In seiner Sondersitzung hat der Hauptausschuss eine Beschlussempfehlung für die Sonder-Bezirksverordnetenversammlung am kommenden Donnerstag vorbereitet. In weiten Teilen der Diskussion herrschte ein produktives Klima, sodass etliche Anträge für den Haushalt fraktionsübergreifend beschlossen werden konnten. Dazu gehört beispielsweise die Umsteuerung im Bereich Jugend, die Sicherung der Mittel für Bordsteinabsenkungen sowie eine Konkretisierung der Haushaltstitel für die Bibliotheken. Dennoch kamen in dieser Sondersitzung auch Konflikte zu Tage.

Die Fraktion die Linke brachte im Verlauf mehrere Anträge ein, die im Gesamthaushalt mit Mehrkosten von fast einer halben Millionen Euro verbunden sind. Anstatt allerdings ein solides Konzept der Gegenfinanzierung vorzulegen beschränkte sich die Argumentation darauf, die für die Energiekosten zurückgestellten Mittel seien zu hoch berechnet und könnten daher anderweitig verwendet werden.
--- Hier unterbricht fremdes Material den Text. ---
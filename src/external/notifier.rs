use crate::entities::LessonStatus;
use serde::{Deserialize, Serialize};
use tokio::sync::broadcast;
use utoipa::ToSchema;
use uuid::Uuid;

/// Pushed to connected clients whenever a lesson's status commits, whether
/// from a user action or the background sweep.
#[derive(Debug, Clone, Serialize, Deserialize, ToSchema)]
pub struct StatusChangeEvent {
    #[serde(rename = "type")]
    pub event_type: String,
    pub lesson_id: Uuid,
    pub status: LessonStatus,
    pub tutor_id: i64,
}

/// Status-change fan-out over a broadcast channel. Delivery is best-effort:
/// the status change has already committed by the time this is called, so
/// send failures are logged and swallowed.
#[derive(Clone)]
pub struct StatusNotifier {
    sender: broadcast::Sender<StatusChangeEvent>,
}

impl StatusNotifier {
    pub fn new(capacity: usize) -> Self {
        let (sender, _) = broadcast::channel(capacity);
        Self { sender }
    }

    pub fn notify_status_change(&self, lesson_id: Uuid, status: LessonStatus, tutor_id: i64) {
        let event = StatusChangeEvent {
            event_type: "lesson_status_updated".to_string(),
            lesson_id,
            status,
            tutor_id,
        };
        // 没有订阅者时 send 返回 Err，属正常情况
        if let Err(e) = self.sender.send(event) {
            log::debug!("No subscribers for status change of lesson {}: {e}", lesson_id);
        }
    }

    pub fn subscribe(&self) -> broadcast::Receiver<StatusChangeEvent> {
        self.sender.subscribe()
    }
}

#[cfg(test)]
mod tests {
    use super::*;

    #[tokio::test]
    async fn test_subscriber_receives_event() {
        let notifier = StatusNotifier::new(16);
        let mut rx = notifier.subscribe();

        let lesson_id = Uuid::new_v4();
        notifier.notify_status_change(lesson_id, LessonStatus::Completed, 7);

        let event = rx.recv().await.unwrap();
        assert_eq!(event.lesson_id, lesson_id);
        assert_eq!(event.status, LessonStatus::Completed);
        assert_eq!(event.tutor_id, 7);
        assert_eq!(event.event_type, "lesson_status_updated");
    }

    #[test]
    fn test_notify_without_subscribers_does_not_panic() {
        let notifier = StatusNotifier::new(16);
        notifier.notify_status_change(Uuid::new_v4(), LessonStatus::Cancelled, 1);
    }
}
use std::collections::HashMap;
use std::sync::Arc;
use tokio::sync::{Mutex, OwnedMutexGuard};

/// Per-tutor advisory locks serializing conflict-check-then-write sequences.
/// Two concurrent bookings for the same tutor could otherwise both pass the
/// conflict check before either insert commits.
#[derive(Clone, Default)]
pub struct TutorLocks {
    locks: Arc<Mutex<HashMap<i64, Arc<Mutex<()>>>>>,
}

impl TutorLocks {
    pub fn new() -> Self {
        Self::default()
    }

    /// Acquire the lock for one tutor; held until the returned guard drops.
    /// Locks for different tutors are independent.
    pub async fn acquire(&self, tutor_id: i64) -> OwnedMutexGuard<()> {
        let lock = {
            let mut map = self.locks.lock().await;
            map.entry(tutor_id)
                .or_insert_with(|| Arc::new(Mutex::new(())))
                .clone()
        };
        lock.lock_owned().await
    }
}

#[cfg(test)]
mod tests {
    use super::*;

    #[tokio::test]
    async fn test_lock_is_exclusive_per_tutor() {
        let locks = TutorLocks::new();

        let guard = locks.acquire(1).await;

        // 同一 tutor 不可重入
        let inner = {
            let map = locks.locks.lock().await;
            map.get(&1).unwrap().clone()
        };
        assert!(inner.try_lock().is_err());

        // 不同 tutor 互不影响
        let _other = locks.acquire(2).await;

        drop(guard);
        let _again = locks.acquire(1).await;
    }
}
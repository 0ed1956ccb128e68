use actix_web::{web, HttpMessage, HttpRequest, HttpResponse, ResponseError, Result};
use chrono::Utc;
use serde_json::json;
use uuid::Uuid;
use crate::models::*;
use crate::services::{LessonService, StatusService};

fn get_user_id_from_request(req: &HttpRequest) -> Option<i64> {
    req.extensions().get::<i64>().copied()
}

#[utoipa::path(
    get,
    path = "/lessons",
    tag = "lessons",
    security(
        ("bearer_auth" = [])
    ),
    params(
        ("start_date" = Option<String>, Query, description = "Earliest start time (RFC 3339)"),
        ("end_date" = Option<String>, Query, description = "Latest start time (RFC 3339)"),
        ("student_id" = Option<Uuid>, Query, description = "Filter by student"),
        ("status" = Option<String>, Query, description = "Comma-separated status list"),
        ("page" = Option<u32>, Query, description = "Page number, 1-based"),
        ("limit" = Option<u32>, Query, description = "Page size")
    ),
    responses(
        (status = 200, description = "Paginated lessons", body = LessonListResponse),
        (status = 400, description = "Unknown status value"),
        (status = 401, description = "Unauthorized")
    )
)]
pub async fn list_lessons(
    lesson_service: web::Data<LessonService>,
    req: HttpRequest,
    query: web::Query<LessonQuery>,
) -> Result<HttpResponse> {
    let tutor_id = get_user_id_from_request(&req).unwrap_or(0);

    match lesson_service.list_lessons(tutor_id, query.into_inner()).await {
        Ok(response) => Ok(HttpResponse::Ok().json(json!({
            "success": true,
            "data": response
        }))),
        Err(e) => Ok(e.error_response()),
    }
}

#[utoipa::path(
    get,
    path = "/lessons/upcoming",
    tag = "lessons",
    security(
        ("bearer_auth" = [])
    ),
    responses(
        (status = 200, description = "Next scheduled lessons", body = [LessonResponse]),
        (status = 401, description = "Unauthorized")
    )
)]
pub async fn upcoming_lessons(
    lesson_service: web::Data<LessonService>,
    req: HttpRequest,
) -> Result<HttpResponse> {
    let tutor_id = get_user_id_from_request(&req).unwrap_or(0);

    match lesson_service.get_upcoming_lessons(tutor_id).await {
        Ok(lessons) => Ok(HttpResponse::Ok().json(json!({
            "success": true,
            "data": lessons
        }))),
        Err(e) => Ok(e.error_response()),
    }
}

#[utoipa::path(
    get,
    path = "/lessons/{id}",
    tag = "lessons",
    security(
        ("bearer_auth" = [])
    ),
    params(
        ("id" = Uuid, Path, description = "Lesson id")
    ),
    responses(
        (status = 200, description = "Lesson detail", body = LessonResponse),
        (status = 404, description = "Lesson not found"),
        (status = 401, description = "Unauthorized")
    )
)]
pub async fn get_lesson(
    lesson_service: web::Data<LessonService>,
    req: HttpRequest,
    path: web::Path<Uuid>,
) -> Result<HttpResponse> {
    let tutor_id = get_user_id_from_request(&req).unwrap_or(0);

    match lesson_service.get_lesson(tutor_id, path.into_inner()).await {
        Ok(lesson) => Ok(HttpResponse::Ok().json(json!({
            "success": true,
            "data": lesson
        }))),
        Err(e) => Ok(e.error_response()),
    }
}

#[utoipa::path(
    post,
    path = "/lessons",
    tag = "lessons",
    request_body = CreateLessonRequest,
    security(
        ("bearer_auth" = [])
    ),
    responses(
        (status = 200, description = "Lesson (or weekly series) created", body = CreateLessonResponse),
        (status = 409, description = "Scheduling conflict"),
        (status = 400, description = "Invalid request body"),
        (status = 401, description = "Unauthorized")
    )
)]
pub async fn create_lesson(
    lesson_service: web::Data<LessonService>,
    req: HttpRequest,
    request: web::Json<CreateLessonRequest>,
) -> Result<HttpResponse> {
    let tutor_id = get_user_id_from_request(&req).unwrap_or(0);

    match lesson_service
        .create_lesson(tutor_id, request.into_inner())
        .await
    {
        Ok(response) => Ok(HttpResponse::Ok().json(json!({
            "success": true,
            "data": response
        }))),
        Err(e) => Ok(e.error_response()),
    }
}

#[utoipa::path(
    put,
    path = "/lessons/{id}",
    tag = "lessons",
    request_body = UpdateLessonRequest,
    security(
        ("bearer_auth" = [])
    ),
    params(
        ("id" = Uuid, Path, description = "Lesson id")
    ),
    responses(
        (status = 200, description = "Lesson updated", body = LessonResponse),
        (status = 409, description = "New time conflicts with another lesson"),
        (status = 404, description = "Lesson not found"),
        (status = 400, description = "Invalid request body")
    )
)]
pub async fn update_lesson(
    lesson_service: web::Data<LessonService>,
    req: HttpRequest,
    path: web::Path<Uuid>,
    request: web::Json<UpdateLessonRequest>,
) -> Result<HttpResponse> {
    let tutor_id = get_user_id_from_request(&req).unwrap_or(0);

    match lesson_service
        .update_lesson(tutor_id, path.into_inner(), request.into_inner())
        .await
    {
        Ok(lesson) => Ok(HttpResponse::Ok().json(json!({
            "success": true,
            "data": lesson
        }))),
        Err(e) => Ok(e.error_response()),
    }
}

#[utoipa::path(
    post,
    path = "/lessons/{id}/cancel",
    tag = "lessons",
    security(
        ("bearer_auth" = [])
    ),
    params(
        ("id" = Uuid, Path, description = "Lesson id")
    ),
    responses(
        (status = 200, description = "Lesson cancelled, slot freed", body = LessonResponse),
        (status = 404, description = "Lesson not found"),
        (status = 400, description = "Lesson is already cancelled")
    )
)]
pub async fn cancel_lesson(
    lesson_service: web::Data<LessonService>,
    req: HttpRequest,
    path: web::Path<Uuid>,
) -> Result<HttpResponse> {
    let tutor_id = get_user_id_from_request(&req).unwrap_or(0);

    match lesson_service
        .cancel_lesson(tutor_id, path.into_inner())
        .await
    {
        Ok(lesson) => Ok(HttpResponse::Ok().json(json!({
            "success": true,
            "data": lesson
        }))),
        Err(e) => Ok(e.error_response()),
    }
}

#[utoipa::path(
    post,
    path = "/lessons/{id}/restore",
    tag = "lessons",
    security(
        ("bearer_auth" = [])
    ),
    params(
        ("id" = Uuid, Path, description = "Lesson id")
    ),
    responses(
        (status = 200, description = "Cancelled lesson restored to SCHEDULED", body = LessonResponse),
        (status = 409, description = "Slot was taken while the lesson was cancelled"),
        (status = 404, description = "Lesson not found"),
        (status = 400, description = "Lesson is not cancelled")
    )
)]
pub async fn restore_lesson(
    lesson_service: web::Data<LessonService>,
    req: HttpRequest,
    path: web::Path<Uuid>,
) -> Result<HttpResponse> {
    let tutor_id = get_user_id_from_request(&req).unwrap_or(0);

    match lesson_service
        .restore_lesson(tutor_id, path.into_inner())
        .await
    {
        Ok(lesson) => Ok(HttpResponse::Ok().json(json!({
            "success": true,
            "data": lesson
        }))),
        Err(e) => Ok(e.error_response()),
    }
}

#[utoipa::path(
    post,
    path = "/lessons/{id}/reschedule",
    tag = "lessons",
    request_body = RescheduleLessonRequest,
    security(
        ("bearer_auth" = [])
    ),
    params(
        ("id" = Uuid, Path, description = "Lesson id")
    ),
    responses(
        (status = 200, description = "Lesson moved to the new time", body = LessonResponse),
        (status = 409, description = "New time conflicts with another lesson"),
        (status = 404, description = "Lesson not found"),
        (status = 400, description = "Lesson already completed or cancelled")
    )
)]
pub async fn reschedule_lesson(
    lesson_service: web::Data<LessonService>,
    req: HttpRequest,
    path: web::Path<Uuid>,
    request: web::Json<RescheduleLessonRequest>,
) -> Result<HttpResponse> {
    let tutor_id = get_user_id_from_request(&req).unwrap_or(0);

    match lesson_service
        .reschedule_lesson(tutor_id, path.into_inner(), request.into_inner())
        .await
    {
        Ok(lesson) => Ok(HttpResponse::Ok().json(json!({
            "success": true,
            "data": lesson
        }))),
        Err(e) => Ok(e.error_response()),
    }
}

#[utoipa::path(
    delete,
    path = "/lessons/{id}",
    tag = "lessons",
    security(
        ("bearer_auth" = [])
    ),
    params(
        ("id" = Uuid, Path, description = "Lesson id"),
        ("delete_all_future" = Option<bool>, Query, description = "Also delete later unfinished lessons of the same series")
    ),
    responses(
        (status = 200, description = "Lessons deleted"),
        (status = 404, description = "Lesson not found"),
        (status = 401, description = "Unauthorized")
    )
)]
pub async fn delete_lesson(
    lesson_service: web::Data<LessonService>,
    req: HttpRequest,
    path: web::Path<Uuid>,
    query: web::Query<DeleteLessonRequest>,
) -> Result<HttpResponse> {
    let tutor_id = get_user_id_from_request(&req).unwrap_or(0);

    match lesson_service
        .delete_lesson(tutor_id, path.into_inner(), query.delete_all_future)
        .await
    {
        Ok(deleted) => Ok(HttpResponse::Ok().json(json!({
            "success": true,
            "data": { "deleted_count": deleted }
        }))),
        Err(e) => Ok(e.error_response()),
    }
}

#[utoipa::path(
    post,
    path = "/lessons/refresh-statuses",
    tag = "lessons",
    security(
        ("bearer_auth" = [])
    ),
    responses(
        (status = 200, description = "Statuses recomputed for the current tutor"),
        (status = 401, description = "Unauthorized")
    )
)]
pub async fn refresh_statuses(
    status_service: web::Data<StatusService>,
    req: HttpRequest,
) -> Result<HttpResponse> {
    let tutor_id = get_user_id_from_request(&req).unwrap_or(0);

    // 与后台扫描同一套谓词，只是限定在当前 tutor
    match status_service.sweep(Utc::now(), Some(tutor_id)).await {
        Ok(outcome) => Ok(HttpResponse::Ok().json(json!({
            "success": true,
            "data": {
                "started": outcome.started,
                "completed": outcome.completed
            }
        }))),
        Err(e) => Ok(e.error_response()),
    }
}

pub fn lesson_config(cfg: &mut web::ServiceConfig) {
    cfg.service(
        web::scope("/lessons")
            // /upcoming 必须先于 /{id} 注册
            .route("/upcoming", web::get().to(upcoming_lessons))
            .route("/refresh-statuses", web::post().to(refresh_statuses))
            .route("", web::get().to(list_lessons))
            .route("", web::post().to(create_lesson))
            .route("/{id}", web::get().to(get_lesson))
            .route("/{id}", web::put().to(update_lesson))
            .route("/{id}", web::delete().to(delete_lesson))
            .route("/{id}/cancel", web::post().to(cancel_lesson))
            .route("/{id}/restore", web::post().to(restore_lesson))
            .route("/{id}/reschedule", web::post().to(reschedule_lesson)),
    );
}
use crate::database::DbPool;
use crate::entities::{lesson_entity, student_entity, LessonStatus, LessonType, Subject};
use crate::error::AppResult;
use crate::models::*;
use chrono::{DateTime, Datelike, Months, Utc};
use sea_orm::{
    ColumnTrait, EntityTrait, PaginatorTrait, QueryFilter, QueryOrder, QuerySelect,
};
use std::collections::HashMap;
use uuid::Uuid;

/// Derived earnings figures over a date range. All queries aggregate in the
/// database; nothing here loads full lesson rows.
#[derive(Clone)]
pub struct StatisticsService {
    pool: DbPool,
}

impl StatisticsService {
    pub fn new(pool: DbPool) -> Self {
        Self { pool }
    }

    /// Summary over `[start, end)`, defaulting to the current month.
    /// `upcoming_lessons` is anchored at `now`, not at the range.
    pub async fn summary(
        &self,
        tutor_id: i64,
        query: StatisticsQuery,
        now: DateTime<Utc>,
    ) -> AppResult<StatisticsResponse> {
        let (default_start, default_end) = month_range(now);
        let start = query.start_date.unwrap_or(default_start);
        let end = query.end_date.unwrap_or(default_end);

        let total_lessons = self.count_in_range(tutor_id, start, end, None).await?;
        let completed_lessons = self
            .count_in_range(tutor_id, start, end, Some(LessonStatus::Completed))
            .await?;
        let cancelled_lessons = self
            .count_in_range(tutor_id, start, end, Some(LessonStatus::Cancelled))
            .await?;

        // 即将进行的课程不受查询区间限制
        let upcoming_lessons = lesson_entity::Entity::find()
            .filter(lesson_entity::Column::TutorId.eq(tutor_id))
            .filter(lesson_entity::Column::StartTime.gte(now))
            .filter(lesson_entity::Column::Status.is_in([
                LessonStatus::Scheduled,
                LessonStatus::Rescheduled,
            ]))
            .count(&*self.pool)
            .await?;

        let earnings = self.earnings_in_range(tutor_id, start, end).await?;
        let (prev_start, prev_end) = previous_month_range(now);
        let last_month_earnings = self.earnings_in_range(tutor_id, prev_start, prev_end).await?;

        let lost_earnings = self
            .price_sum(tutor_id, start, end, LessonStatus::Cancelled, None)
            .await?;

        Ok(StatisticsResponse {
            total_lessons,
            completed_lessons,
            cancelled_lessons,
            upcoming_lessons,
            earnings,
            last_month_earnings,
            lost_earnings,
        })
    }

    pub async fn by_subject(
        &self,
        tutor_id: i64,
        query: StatisticsQuery,
        now: DateTime<Utc>,
    ) -> AppResult<Vec<SubjectStat>> {
        let (start, end) = resolve_range(&query, now);
        let rows: Vec<(Subject, i64, Option<f64>)> = lesson_entity::Entity::find()
            .select_only()
            .column(lesson_entity::Column::Subject)
            .column_as(lesson_entity::Column::Id.count(), "lesson_count")
            .column_as(lesson_entity::Column::Price.sum(), "total_price")
            .filter(lesson_entity::Column::TutorId.eq(tutor_id))
            .filter(lesson_entity::Column::StartTime.gte(start))
            .filter(lesson_entity::Column::StartTime.lt(end))
            .group_by(lesson_entity::Column::Subject)
            .into_tuple()
            .all(&*self.pool)
            .await?;

        Ok(rows
            .into_iter()
            .map(|(subject, count, total)| SubjectStat {
                subject,
                lesson_count: count.max(0) as u64,
                total_price: total.unwrap_or(0.0),
            })
            .collect())
    }

    pub async fn by_lesson_type(
        &self,
        tutor_id: i64,
        query: StatisticsQuery,
        now: DateTime<Utc>,
    ) -> AppResult<Vec<LessonTypeStat>> {
        let (start, end) = resolve_range(&query, now);
        let rows: Vec<(LessonType, i64, Option<f64>)> = lesson_entity::Entity::find()
            .select_only()
            .column(lesson_entity::Column::LessonType)
            .column_as(lesson_entity::Column::Id.count(), "lesson_count")
            .column_as(lesson_entity::Column::Price.sum(), "total_price")
            .filter(lesson_entity::Column::TutorId.eq(tutor_id))
            .filter(lesson_entity::Column::StartTime.gte(start))
            .filter(lesson_entity::Column::StartTime.lt(end))
            .group_by(lesson_entity::Column::LessonType)
            .into_tuple()
            .all(&*self.pool)
            .await?;

        Ok(rows
            .into_iter()
            .map(|(lesson_type, count, total)| LessonTypeStat {
                lesson_type,
                lesson_count: count.max(0) as u64,
                total_price: total.unwrap_or(0.0),
            })
            .collect())
    }

    pub async fn by_student(
        &self,
        tutor_id: i64,
        query: StatisticsQuery,
        now: DateTime<Utc>,
    ) -> AppResult<Vec<StudentStat>> {
        let (start, end) = resolve_range(&query, now);
        let rows: Vec<(Uuid, i64, Option<f64>)> = lesson_entity::Entity::find()
            .select_only()
            .column(lesson_entity::Column::StudentId)
            .column_as(lesson_entity::Column::Id.count(), "lesson_count")
            .column_as(lesson_entity::Column::Price.sum(), "total_price")
            .filter(lesson_entity::Column::TutorId.eq(tutor_id))
            .filter(lesson_entity::Column::StartTime.gte(start))
            .filter(lesson_entity::Column::StartTime.lt(end))
            .group_by(lesson_entity::Column::StudentId)
            .into_tuple()
            .all(&*self.pool)
            .await?;

        // 学生名单独查一次，课程里可能引用已改名的学生
        let names: HashMap<Uuid, String> = student_entity::Entity::find()
            .filter(student_entity::Column::TutorId.eq(tutor_id))
            .order_by_asc(student_entity::Column::Name)
            .all(&*self.pool)
            .await?
            .into_iter()
            .map(|s| (s.id, s.name))
            .collect();

        Ok(rows
            .into_iter()
            .map(|(student_id, count, total)| StudentStat {
                student_name: names.get(&student_id).cloned(),
                student_id,
                lesson_count: count.max(0) as u64,
                total_price: total.unwrap_or(0.0),
            })
            .collect())
    }

    async fn count_in_range(
        &self,
        tutor_id: i64,
        start: DateTime<Utc>,
        end: DateTime<Utc>,
        status: Option<LessonStatus>,
    ) -> AppResult<u64> {
        let mut query = lesson_entity::Entity::find()
            .filter(lesson_entity::Column::TutorId.eq(tutor_id))
            .filter(lesson_entity::Column::StartTime.gte(start))
            .filter(lesson_entity::Column::StartTime.lt(end));
        if let Some(status) = status {
            query = query.filter(lesson_entity::Column::Status.eq(status));
        }
        Ok(query.count(&*self.pool).await?)
    }

    // 收入口径：已完成且已付款
    async fn earnings_in_range(
        &self,
        tutor_id: i64,
        start: DateTime<Utc>,
        end: DateTime<Utc>,
    ) -> AppResult<f64> {
        self.price_sum(tutor_id, start, end, LessonStatus::Completed, Some(true))
            .await
    }

    async fn price_sum(
        &self,
        tutor_id: i64,
        start: DateTime<Utc>,
        end: DateTime<Utc>,
        status: LessonStatus,
        is_paid: Option<bool>,
    ) -> AppResult<f64> {
        let mut query = lesson_entity::Entity::find()
            .select_only()
            .column_as(lesson_entity::Column::Price.sum(), "total")
            .filter(lesson_entity::Column::TutorId.eq(tutor_id))
            .filter(lesson_entity::Column::Status.eq(status))
            .filter(lesson_entity::Column::StartTime.gte(start))
            .filter(lesson_entity::Column::StartTime.lt(end));
        if let Some(is_paid) = is_paid {
            query = query.filter(lesson_entity::Column::IsPaid.eq(is_paid));
        }
        let total: Option<Option<f64>> = query.into_tuple().one(&*self.pool).await?;
        Ok(total.flatten().unwrap_or(0.0))
    }
}

fn resolve_range(query: &StatisticsQuery, now: DateTime<Utc>) -> (DateTime<Utc>, DateTime<Utc>) {
    let (default_start, default_end) = month_range(now);
    (
        query.start_date.unwrap_or(default_start),
        query.end_date.unwrap_or(default_end),
    )
}

/// Half-open `[first day of month, first day of next month)`.
fn month_range(t: DateTime<Utc>) -> (DateTime<Utc>, DateTime<Utc>) {
    let start = month_start(t);
    let end = start.checked_add_months(Months::new(1)).unwrap_or(start);
    (start, end)
}

fn previous_month_range(t: DateTime<Utc>) -> (DateTime<Utc>, DateTime<Utc>) {
    let this_month = month_start(t);
    let start = this_month
        .checked_sub_months(Months::new(1))
        .unwrap_or(this_month);
    (start, this_month)
}

fn month_start(t: DateTime<Utc>) -> DateTime<Utc> {
    let date = t.date_naive().with_day(1).unwrap_or(t.date_naive());
    match date.and_hms_opt(0, 0, 0) {
        Some(dt) => dt.and_utc(),
        None => t,
    }
}

#[cfg(test)]
mod tests {
    use super::*;
    use chrono::TimeZone;
    use sea_orm::{DatabaseBackend, MockDatabase, Value};
    use std::collections::BTreeMap;

    #[test]
    fn test_month_range_is_half_open() {
        let t = Utc.with_ymd_and_hms(2025, 6, 15, 13, 45, 0).unwrap();
        let (start, end) = month_range(t);
        assert_eq!(start, Utc.with_ymd_and_hms(2025, 6, 1, 0, 0, 0).unwrap());
        assert_eq!(end, Utc.with_ymd_and_hms(2025, 7, 1, 0, 0, 0).unwrap());
    }

    #[test]
    fn test_previous_month_range_crosses_year_boundary() {
        let t = Utc.with_ymd_and_hms(2025, 1, 10, 8, 0, 0).unwrap();
        let (start, end) = previous_month_range(t);
        assert_eq!(start, Utc.with_ymd_and_hms(2024, 12, 1, 0, 0, 0).unwrap());
        assert_eq!(end, Utc.with_ymd_and_hms(2025, 1, 1, 0, 0, 0).unwrap());
    }

    fn count_row(n: i64) -> BTreeMap<&'static str, Value> {
        [("num_items", Value::BigInt(Some(n)))].into_iter().collect()
    }

    fn sum_row(total: Option<f64>) -> BTreeMap<&'static str, Value> {
        [("total", Value::Double(total))].into_iter().collect()
    }

    #[tokio::test]
    async fn test_summary_defaults_missing_sums_to_zero() {
        // 查询顺序：total、completed、cancelled、upcoming、earnings、上月 earnings、lost
        let db = MockDatabase::new(DatabaseBackend::Postgres)
            .append_query_results([vec![count_row(7)]])
            .append_query_results([vec![count_row(4)]])
            .append_query_results([vec![count_row(1)]])
            .append_query_results([vec![count_row(2)]])
            .append_query_results([vec![sum_row(Some(6000.0))]])
            .append_query_results([vec![sum_row(None)]])
            .append_query_results([vec![sum_row(Some(1500.0))]])
            .into_connection();
        let service = StatisticsService::new(std::sync::Arc::new(db));

        let now = Utc.with_ymd_and_hms(2025, 6, 15, 12, 0, 0).unwrap();
        let summary = service
            .summary(
                1,
                StatisticsQuery {
                    start_date: None,
                    end_date: None,
                },
                now,
            )
            .await
            .unwrap();

        assert_eq!(summary.total_lessons, 7);
        assert_eq!(summary.completed_lessons, 4);
        assert_eq!(summary.cancelled_lessons, 1);
        assert_eq!(summary.upcoming_lessons, 2);
        assert_eq!(summary.earnings, 6000.0);
        assert_eq!(summary.last_month_earnings, 0.0);
        assert_eq!(summary.lost_earnings, 1500.0);
    }
}
use crate::entities::{LessonType, Subject};
use chrono::{DateTime, Utc};
use serde::{Deserialize, Serialize};
use utoipa::ToSchema;
use uuid::Uuid;

#[derive(Debug, Serialize, Deserialize, ToSchema)]
pub struct StatisticsQuery {
    /// 默认当月月初
    pub start_date: Option<DateTime<Utc>>,
    /// 默认当月月末
    pub end_date: Option<DateTime<Utc>>,
}

#[derive(Debug, Serialize, Deserialize, ToSchema)]
pub struct StatisticsResponse {
    pub total_lessons: u64,
    pub completed_lessons: u64,
    pub cancelled_lessons: u64,
    pub upcoming_lessons: u64,
    /// 已完成且已付款课程的收入
    pub earnings: f64,
    pub last_month_earnings: f64,
    /// 被取消课程的损失
    pub lost_earnings: f64,
}

#[derive(Debug, Serialize, Deserialize, ToSchema)]
pub struct SubjectStat {
    pub subject: Subject,
    pub lesson_count: u64,
    pub total_price: f64,
}

#[derive(Debug, Serialize, Deserialize, ToSchema)]
pub struct LessonTypeStat {
    pub lesson_type: LessonType,
    pub lesson_count: u64,
    pub total_price: f64,
}

#[derive(Debug, Serialize, Deserialize, ToSchema)]
pub struct StudentStat {
    pub student_id: Uuid,
    pub student_name: Option<String>,
    pub lesson_count: u64,
    pub total_price: f64,
}
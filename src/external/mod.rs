pub mod notifier;

pub use notifier::{StatusChangeEvent, StatusNotifier};
use crate::error::{AppError, AppResult};
use regex::Regex;

pub fn validate_email(email: &str) -> AppResult<()> {
    let email_regex = Regex::new(r"^[^\s@]+@[^\s@]+\.[^\s@]+$").unwrap();

    if !email_regex.is_match(email) {
        return Err(AppError::ValidationError(
            "Invalid email format".to_string(),
        ));
    }

    Ok(())
}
Die Fraktionen der Zählgemeinschaft folgten hier jedoch den Ausführungen des Finanzservices, nach denen mit einem ca. 20-prozentigen Anstieg der Energiekosten zu rechnen sei, die sich im Bereich der Verstärkungsmittel wiederfinden und für die Energiekostenabrechnung vorgehalten werden. Ziel ist es, einen ausgeglichenen Haushalt zu verabschieden.